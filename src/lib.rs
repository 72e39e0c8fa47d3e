//! Tonopah is a multipath congestion controller for QUIC.
//!
//! It runs two network paths at a deliberate send-ratio asymmetry — one
//! *dominant* path carrying the larger share of `cwnd`, one *submissive*
//! path carrying the rest — and watches per-interval ACK statistics for
//! the signature of a flow-queueing (FQ) fair scheduler at the
//! bottleneck: if the dominant path's mean RTT pulls far enough ahead of
//! the submissive path's, the bottleneck is presumed to be handing the
//! two paths equal shares regardless of the asymmetry, and `cwnd` is
//! pulled back.
//!
//! The algorithm is built on a NewReno skeleton (slow start, congestion
//! avoidance, loss recovery) extended with:
//!
//! - a per-path `cwnd` split driven by the dominant/submissive ratio,
//! - a sliding window of per-dominance-epoch interval records,
//! - an FQ-detection aggregator over the trailing finalized intervals,
//! - a rotation clock deciding when to tick the above.
//!
//! A host drives the controller by implementing [`Host`] and calling
//! [`Controller::notify`] (or the [`algorithm::AlgorithmOps`] wrapper) for
//! every [`Event`] it observes on either path.

pub mod algorithm;
mod config;
mod dispatch;
mod error;
mod event;
mod fq;
mod host;
mod ledger;
mod newreno;
mod path;
mod rtt;
mod scheduler;

pub use config::Config;
pub use dispatch::Controller;
pub use error::TonopahError;
pub use event::Event;
pub use host::Host;
pub use newreno::AlgState;
pub use path::{PathId, Role};
pub use rtt::HystartFilter;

TASK DESCRIPTION —
Please reproduce, exactly as they appear above, the lines from the line containing "mod config;" up to and including the line containing "pub use newreno::AlgState;".

TASK RESULT —
mod config;
mod dispatch;
mod error;
mod event;
mod fq;
mod host;
mod ledger;
mod newreno;
mod path;
mod rtt;
mod scheduler;

pub use config::Config;
pub use dispatch::Controller;
pub use error::TonopahError;
pub use event::Event;
pub use host::Host;
pub use newreno::AlgState;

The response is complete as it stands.